Jacob Pennington as Alan and Charley Raintree as Horseman/Nugget in "Equus" (photo courtesy Jason Collins Photography)
In Cadence Theatre Co.'s production of the 1973 psychological drama Equus by Peter Shaffer, director Anna Senechal Johnson is collaborating with Scott Putman of the VCU Department of Dance and Choreography and Amaranth contemporary dance company, as well as video artists and musicians, to tell the story of psychiatrist Martin Dysart (played by David Bridgewater, shown) and a disturbed teenager named Alan Strang (Jacob Pennington) with an erotic-religious fixation on horses.
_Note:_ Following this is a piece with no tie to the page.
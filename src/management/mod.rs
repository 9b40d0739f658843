mod report;

pub use report::ReportManager;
Johnson, who has experience in dance as well as in theater, says that she fell in love with the script during college. "I’ve been thinking about doing it for several years," she adds. When she saw Pennington perform in a Henley Street (now Quill) Theatre production of Shining City, she knew she'd found her Alan.
Bridgewater played the role of Dysart 12 years ago, but he says that now he's actually the right age for the character. "To step back into this now is going to hit home in a lot of ways," he says. "I'm approaching it at a much more personal place." As someone who in recent years has been through a divorce, battled depression and returned to school to get a master's degree in rehabilitation counseling, Bridgewater can relate to Dysart's personal and professional struggles.
"I love the play and what it has to say about how we treat people with mental health issues," he says. "I think it's got a great message, that it's OK to be different. It doesn't make you inhuman to have problems."
What resonates for Johnson is "that juxtaposition between leading a very controlled life versus the freedom that one experiences when one's able to be true to oneself."